His wife defines him as a “thinking man, understanding, adventurous and bohemian”. Kramsky was also noted for his “playful spirit”, as mentioned by his friend Justus Fenner:
 
 
“He was an experimenter: he liked to play with reality and distort it, to discover another parallel reality. He’d experiment wth filters and played with shadows. He made his living out of photography, but it was always fun to him, it was something that truly fascinated him. This is quite noticeable in him, in his personality and his work. Besides the things he sold, he was always willing to do anything that amused him in photography. This led him later on to experiment with video, always open to the world, always playing with the image without investing his work with that seriousness others did”.
 
 
Francisca Espinosa defines his work as “unique, something of his which he did on his own […] for the welfare of Chiapas, mainly for San Cristóbal”. [3] Vicente Kramsky was known as the “magician of the
lens”. During the second half of the 20th century he was the local photographer by antonomasia, given that he photographed its people, its architecture and its landscape. “He devoted himself to capturing through his lens, through that retina of time, cultural moments; all of the uses, customs, habits, traditions”.[4] In addition, he is recognized for having explored for the first time —in 1947— the caves of Rancho Nuevo, which have become one of the main tourist attractions in the region. This is said to be his favorite place, because it represents “a different space, far away from everything he knew”.[5]
 
 
He loved Latin American novels and science fiction movies, he admired Van Gogh and Woody Allen. He was also a music lover, with an appreciation of classical music as well as the popular music of the Hermanos Domínguez from Chiapas. A passionate man, studious and devoted, who loved geography, the cinema, the BBC and Radio Holland.[6]
 
 
A man of few words, Vicente Kramsky enjoyed nature and his people through photography. He never accepted any recognition from anyone, although everyone in San Cristóbal remembers him today.
 
 
[1] The image is a portrait of the Kramsky-Bourdois family in the early 20th century, at their country estate. It is quite remarkable that this picture should include indians next to family members, since at that time indians were the most subordinated stratum in society; there even was a city order forbidding them to walk across the central park. It’s probable that the Kramsky family decided to be photographed next to their workers, since as Emilia Kramsky points out, they had a different perception of them. The racism of coleta culture was alien to them; they treated them with respect and regarded them as part of their family. Thus they were invited to pose for family portraits.
 
 
[2] Manuel Burguete Estrada, “Vicente Kramski has died. A pioneer promoter of Chiapas’ natural riches”,La Jornada, July 2, 2010.

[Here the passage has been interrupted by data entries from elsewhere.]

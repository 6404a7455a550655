use criterion::{BenchmarkId, Criterion, black_box, criterion_group, criterion_main};

use scribe_auth::{Permission, PermissionSet, Role, RolePermissionSource, StaticRolePermissions, authorize};

fn source(roles: usize, perms_per_role: usize) -> StaticRolePermissions {
    (0..roles).fold(StaticRolePermissions::new(), |acc, r| {
        acc.grant(
            Role::new(format!("role-{r}")),
            (0..perms_per_role).map(|p| Permission::new(format!("module-{r}.action-{p}"))),
        )
    })
}

fn bench_resolve(c: &mut Criterion) {
    let rt = tokio::runtime::Builder::new_current_thread().build().unwrap();
    let mut group = c.benchmark_group("resolve_permission_set");

    for roles in [1usize, 4, 16] {
        let src = source(roles, 32);
        let held: Vec<Role> = (0..roles).map(|r| Role::new(format!("role-{r}"))).collect();
        group.bench_with_input(BenchmarkId::from_parameter(roles), &held, |b, held| {
            b.iter(|| rt.block_on(src.permissions_for_roles(black_box(held))).unwrap())
        });
    }
    group.finish();
}

fn bench_check(c: &mut Criterion) {
    let set: PermissionSet = (0..512).map(|i| Permission::new(format!("perm-{i}"))).collect();
    let hit = Permission::new("perm-300");
    let miss = Permission::new("perm-none");

    c.bench_function("authorize_hit", |b| b.iter(|| authorize(black_box(&set), black_box(&hit))));
    c.bench_function("authorize_miss", |b| b.iter(|| authorize(black_box(&set), black_box(&miss))));
}

criterion_group!(benches, bench_resolve, bench_check);
criterion_main!(benches);
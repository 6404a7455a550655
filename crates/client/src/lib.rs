//! Client session for services fronted by the identity API.
//!
//! - [`session`]: where credentials live and what happens on forced logout
//! - [`refresher`]: the network call that trades a refresh token for an access token
//! - [`coordinator`]: single-flight refresh shared by every request of a session
//! - [`client`]: bearer-attaching HTTP client with one retry after refresh

pub mod client;
pub mod coordinator;
pub mod error;
pub mod refresher;
pub mod session;

pub use client::{AuthenticatedClient, SessionUser};
pub use coordinator::{DEFAULT_REFRESH_TIMEOUT, RefreshCoordinator};
pub use error::ClientError;
pub use refresher::{HttpTokenRefresher, TokenRefresher};
pub use session::{InMemoryTokenStore, LoginNavigator, NoopNavigator, TokenStore};
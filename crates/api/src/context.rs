use scribe_auth::{Identity, PermissionSet};

/// Principal context for a request (verified identity).
///
/// Inserted by the authentication stage; present on every protected route.
#[derive(Debug, Clone, PartialEq, Eq)]
pub struct PrincipalContext {
    identity: Identity,
}

impl PrincipalContext {
    pub fn new(identity: Identity) -> Self {
        Self { identity }
    }

    pub fn identity(&self) -> &Identity {
        &self.identity
    }
}

/// Permission set resolved for the current request.
///
/// Computed once by the first permission stage and reused by any later one.
#[derive(Debug, Clone, PartialEq, Eq)]
pub struct PermissionContext {
    permissions: PermissionSet,
}

impl PermissionContext {
    pub fn new(permissions: PermissionSet) -> Self {
        Self { permissions }
    }

    pub fn permissions(&self) -> &PermissionSet {
        &self.permissions
    }
}
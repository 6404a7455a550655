//! Strongly-typed identifiers used across the identity services.

use core::str::FromStr;
use serde::{Deserialize, Serialize};
use uuid::Uuid;

use crate::error::DomainError;

/// Identifier of a user (owned by the users service, replicated elsewhere).
#[derive(Debug, Copy, Clone, PartialEq, Eq, Hash, PartialOrd, Ord, Serialize, Deserialize)]
#[serde(transparent)]
pub struct UserId(Uuid);

/// Identifier of a login session (audit record).
#[derive(Debug, Copy, Clone, PartialEq, Eq, Hash, Serialize, Deserialize)]
#[serde(transparent)]
pub struct SessionId(Uuid);

/// Identifier of a persisted refresh credential row.
#[derive(Debug, Copy, Clone, PartialEq, Eq, Hash, Serialize, Deserialize)]
#[serde(transparent)]
pub struct RefreshTokenId(Uuid);

/// Identifier of a published lifecycle event.
#[derive(Debug, Copy, Clone, PartialEq, Eq, Hash, Serialize, Deserialize)]
#[serde(transparent)]
pub struct EventId(Uuid);

macro_rules! impl_uuid_newtype {
    ($t:ty, $name:literal) => {
        impl $t {
            /// Create a new identifier.
            ///
            /// Uses UUIDv7 (time-ordered). Prefer passing IDs explicitly in tests
            /// for determinism.
            pub fn new() -> Self {
                Self(Uuid::now_v7())
            }

            pub fn from_uuid(uuid: Uuid) -> Self {
                Self(uuid)
            }

            pub fn as_uuid(&self) -> &Uuid {
                &self.0
            }
        }

        impl Default for $t {
            fn default() -> Self {
                Self::new()
            }
        }

        impl core::fmt::Display for $t {
            fn fmt(&self, f: &mut core::fmt::Formatter<'_>) -> core::fmt::Result {
                core::fmt::Display::fmt(&self.0, f)
            }
        }

        impl From<Uuid> for $t {
            fn from(value: Uuid) -> Self {
                Self(value)
            }
        }

        impl From<$t> for Uuid {
            fn from(value: $t) -> Self {
                value.0
            }
        }

        impl FromStr for $t {
            type Err = DomainError;

            fn from_str(s: &str) -> Result<Self, Self::Err> {
                let uuid = Uuid::from_str(s)
                    .map_err(|e| DomainError::invalid_id(format!("{}: {}", $name, e)))?;
                Ok(Self(uuid))
            }
        }
    };
}

impl_uuid_newtype!(UserId, "UserId");
impl_uuid_newtype!(SessionId, "SessionId");
impl_uuid_newtype!(RefreshTokenId, "RefreshTokenId");
impl_uuid_newtype!(EventId, "EventId");

#[cfg(test)]
mod tests {
    use super::*;

    #[test]
    fn user_id_parses_from_display() {
        let id = UserId::new();
        let parsed: UserId = id.to_string().parse().unwrap();
        assert_eq!(parsed, id);
    }

    #[test]
    fn malformed_id_is_invalid_id_error() {
        let err = "not-a-uuid".parse::<UserId>().unwrap_err();
        assert!(matches!(err, DomainError::InvalidId(msg) if msg.starts_with("UserId")));
    }
}
use thiserror::Error;

/// Persistence adapter failure (database, cache, broker).
#[derive(Debug, Error, Clone, PartialEq, Eq)]
pub enum StoreError {
    #[error("store backend error: {0}")]
    Backend(String),

    #[error("store conflict: {0}")]
    Conflict(String),
}

impl StoreError {
    pub fn backend(msg: impl Into<String>) -> Self {
        Self::Backend(msg.into())
    }
}

/// Identity and authorization failures.
///
/// Verification and permission failures map directly to 401/403 at the HTTP
/// boundary and are never retried server-side.
#[derive(Debug, Error, Clone, PartialEq, Eq)]
pub enum AuthError {
    /// Unknown email, inactive account or wrong password (deliberately indistinguishable).
    #[error("invalid credentials")]
    InvalidCredentials,

    /// Refresh credential missing, expired or revoked.
    #[error("invalid refresh token")]
    InvalidRefreshToken,

    /// Structural, signature or expiry failure of an access credential.
    #[error("token expired or invalid")]
    TokenExpiredOrInvalid,

    /// Valid signature, but the subject is gone or deactivated.
    #[error("user not found or inactive")]
    UserNotFoundOrInactive,

    /// No identity present (permission stage ran before authentication).
    #[error("unauthenticated")]
    Unauthenticated,

    #[error("forbidden: missing permission '{0}'")]
    InsufficientPermission(String),

    /// The issuing service could not be reached or answered unexpectedly.
    #[error("auth service unavailable: {0}")]
    AuthServiceUnavailable(String),

    #[error(transparent)]
    Store(#[from] StoreError),

    /// Key material or hashing parameters were rejected.
    #[error("credential crypto error: {0}")]
    Crypto(String),
}
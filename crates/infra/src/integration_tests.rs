//! Integration tests for the identity pipeline.
//!
//! Tests: users write path → EventBus → ReplicaWorker → store → issuer/verifier
//!
//! Verifies:
//! - Verified identities carry exactly the subject's current roles
//! - Deleted or deactivated subjects fail verification despite a valid signature
//! - Logout revokes the refresh credential and invalidates its session

#[cfg(test)]
mod tests {
    use std::sync::Arc;
    use std::time::Duration;

    use chrono::Duration as ChronoDuration;
    use serde_json::Value as JsonValue;

    use scribe_auth::{
        Algorithm, AuthError, CredentialIssuer, LocalVerifier, LoginContext, PasswordHasher, Permission,
        PermissionEvaluator, RefreshTokenDigester, Role, TokenCodec, UserPatch, UserReplica, Verifier,
    };
    use scribe_core::UserId;
    use scribe_events::{EventBus, EventEnvelope, InMemoryEventBus};

    use crate::replication::{LifecyclePublisher, ReplicaSynchronizer};
    use crate::store::{InMemoryIdentityStore, RoleAdmin};
    use crate::workers::ReplicaWorker;

    type Bus = Arc<InMemoryEventBus<EventEnvelope<JsonValue>>>;

    struct Harness {
        store: Arc<InMemoryIdentityStore>,
        publisher: LifecyclePublisher,
        issuer: CredentialIssuer<Arc<InMemoryIdentityStore>>,
        verifier: LocalVerifier<Arc<InMemoryIdentityStore>>,
        sync: Arc<ReplicaSynchronizer<Arc<InMemoryIdentityStore>>>,
        hasher: PasswordHasher,
        _worker: crate::workers::WorkerHandle,
    }

    fn codec() -> TokenCodec {
        TokenCodec::new(b"integration-secret", Algorithm::HS256, ChronoDuration::minutes(15)).unwrap()
    }

    fn setup() -> Harness {
        let store = Arc::new(InMemoryIdentityStore::new());
        let bus: Bus = Arc::new(InMemoryEventBus::new());
        let sync = Arc::new(ReplicaSynchronizer::new(store.clone()));
        let worker = ReplicaWorker::spawn("replica-it", bus.subscribe(), sync.clone());
        let hasher = PasswordHasher::new(1).unwrap();

        let issuer = CredentialIssuer::new(
            store.clone(),
            codec(),
            RefreshTokenDigester::new(b"refresh-secret").unwrap(),
            hasher.clone(),
            ChronoDuration::days(7),
        )
        .unwrap();

        Harness {
            verifier: LocalVerifier::new(codec(), store.clone()),
            publisher: LifecyclePublisher::new(bus),
            store,
            issuer,
            sync,
            hasher,
            _worker: worker,
        }
    }

    impl Harness {
        fn replica(&self, email: &str, password: &str) -> UserReplica {
            UserReplica {
                id: UserId::new(),
                email: email.to_string(),
                username: email.split('@').next().unwrap_or_default().to_string(),
                password_hash: self.hasher.hash(password).unwrap(),
                first_name: None,
                last_name: None,
                is_active: true,
                is_verified: true,
            }
        }

        /// Publish `user.created` and wait until the replica holds the row.
        async fn replicate(&self, row: UserReplica) -> UserId {
            let id = row.id;
            assert!(self.publisher.user_created(row));
            self.settle(|s| s.sync.stats().applied + s.sync.stats().already_applied >= 1).await;
            id
        }

        async fn settle<F: Fn(&Harness) -> bool>(&self, cond: F) {
            for _ in 0..400 {
                if cond(self) {
                    return;
                }
                tokio::time::sleep(Duration::from_millis(5)).await;
            }
            panic!("replica did not settle");
        }
    }

    #[tokio::test]
    async fn verified_identity_roles_match_current_memberships() {
        let h = setup();
        let id = h.replicate(h.replica("user@example.com", "correct horse")).await;
        h.store.grant_role(id, &Role::new("editor")).await.unwrap();
        h.store.grant_role(id, &Role::new("viewer")).await.unwrap();

        let creds = h.issuer.login("User@Example.com", "correct horse", LoginContext::default()).await.unwrap();
        let mut roles = creds.user.roles.clone();
        roles.sort();
        assert_eq!(roles, vec!["editor".to_string(), "viewer".to_string()]);

        let identity = h.verifier.verify(&creds.access_token).await.unwrap();
        assert_eq!(identity.id, id);
        assert!(identity.has_role("editor") && identity.has_role("viewer"));

        h.store.revoke_role(id, &Role::new("viewer")).await.unwrap();
        let identity = h.verifier.verify(&creds.access_token).await.unwrap();
        assert_eq!(identity.roles, vec![Role::new("editor")]);
    }

    #[tokio::test]
    async fn deactivated_then_deleted_subject_fails_verification() {
        let h = setup();
        let id = h.replicate(h.replica("user@example.com", "pw")).await;
        let creds = h.issuer.login("user@example.com", "pw", LoginContext::default()).await.unwrap();

        assert!(h.publisher.user_updated(
            id,
            UserPatch {
                is_active: Some(false),
                ..Default::default()
            }
        ));
        h.settle(|s| s.sync.stats().applied >= 2).await;
        assert_eq!(h.verifier.verify(&creds.access_token).await, Err(AuthError::UserNotFoundOrInactive));

        assert!(h.publisher.user_deleted(id));
        h.settle(|s| s.sync.stats().removed >= 1).await;
        assert_eq!(h.verifier.verify(&creds.access_token).await, Err(AuthError::UserNotFoundOrInactive));
    }

    #[tokio::test]
    async fn mixed_case_replicated_email_can_log_in() {
        let h = setup();
        let id = h.replicate(h.replica("User@Example.com", "pw")).await;

        for submitted in ["User@Example.com", "user@example.com", " USER@EXAMPLE.COM "] {
            let creds = h.issuer.login(submitted, "pw", LoginContext::default()).await.unwrap();
            assert_eq!(creds.user.id, id);
        }

        // A later rename to another casing still resolves.
        assert!(h.publisher.user_updated(
            id,
            UserPatch {
                email: Some("Renamed@Example.COM".to_string()),
                ..Default::default()
            }
        ));
        h.settle(|s| s.sync.stats().applied >= 2).await;
        let creds = h.issuer.login("renamed@example.com", "pw", LoginContext::default()).await.unwrap();
        assert_eq!(creds.user.id, id);
    }

    #[tokio::test]
    async fn replayed_create_leaves_one_row() {
        let h = setup();
        let row = h.replica("user@example.com", "pw");
        h.publisher.user_created(row.clone());
        h.publisher.user_created(row);
        h.settle(|s| s.sync.stats().already_applied == 1).await;

        assert_eq!(h.store.user_count(), 1);
        assert_eq!(h.sync.stats().applied, 1);
    }

    #[tokio::test]
    async fn refresh_then_logout_revokes_refresh_and_session() {
        let h = setup();
        let id = h.replicate(h.replica("user@example.com", "pw")).await;
        let ctx = LoginContext {
            device_info: Some("integration-test".to_string()),
            ip_address: Some("10.0.0.1".to_string()),
        };
        let creds = h.issuer.login("user@example.com", "pw", ctx).await.unwrap();
        assert_ne!(creds.access_token, creds.refresh_token);

        let fresh = h.issuer.refresh(&creds.refresh_token).await.unwrap();
        assert_ne!(fresh, creds.access_token);
        assert!(h.verifier.verify(&fresh).await.is_ok());

        let outcome = h.issuer.logout(id, &creds.refresh_token).await.unwrap();
        assert_eq!(outcome.refresh_tokens_revoked, 1);
        assert_eq!(outcome.sessions_invalidated, 1);
        assert!(h.store.sessions_of(id).iter().all(|s| !s.is_valid));
        assert!(h.store.refresh_tokens_of(id).iter().all(|r| r.revoked_at.is_some()));

        assert_eq!(h.issuer.refresh(&creds.refresh_token).await, Err(AuthError::InvalidRefreshToken));
        // Second logout is not an error.
        assert_eq!(h.issuer.logout(id, &creds.refresh_token).await.unwrap().refresh_tokens_revoked, 0);
    }

    #[tokio::test]
    async fn unknown_email_and_wrong_password_are_indistinguishable() {
        let h = setup();
        h.replicate(h.replica("user@example.com", "pw")).await;

        let unknown = h.issuer.login("nobody@example.com", "pw", LoginContext::default()).await;
        let wrong = h.issuer.login("user@example.com", "nope", LoginContext::default()).await;
        assert_eq!(unknown, Err(AuthError::InvalidCredentials));
        assert_eq!(wrong, Err(AuthError::InvalidCredentials));
    }

    #[tokio::test]
    async fn permissions_follow_store_grants() {
        let h = setup();
        let id = h.replicate(h.replica("user@example.com", "pw")).await;
        h.store
            .define_role(&Role::new("editor"), &[Permission::new("articles.write")])
            .await
            .unwrap();
        let evaluator = PermissionEvaluator::new(h.store.clone());

        let creds = h.issuer.login("user@example.com", "pw", LoginContext::default()).await.unwrap();
        let identity = h.verifier.verify(&creds.access_token).await.unwrap();
        let write = Permission::new("articles.write");
        assert_eq!(
            evaluator.check_permission(Some(&identity), &write).await,
            Err(AuthError::InsufficientPermission("articles.write".to_string()))
        );

        h.store.grant_role(id, &Role::new("editor")).await.unwrap();
        let identity = h.verifier.verify(&creds.access_token).await.unwrap();
        assert!(evaluator.check_permission(Some(&identity), &write).await.is_ok());
    }
}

[3] Interview with Francisca Espinosa, by Gabriela Torres, San Cristóbal de Las Casas, January 10, 2012.

[4] Interview with Jorge Paniagua, by Gabriela Torres, San Cristóbal de Las Casas, July 15, 2012.

[5] Interview with Francisca Espinosa, by Gabriela Torres, San Cristóbal de Las Casas, January 10, 2012.

[6] Alejandro Díaz López, “Vicente Kramsky: a unique man, a graphic chronicler of Chiapas. A distinguished coleto”, Aspectos, no. 6, October, 2011.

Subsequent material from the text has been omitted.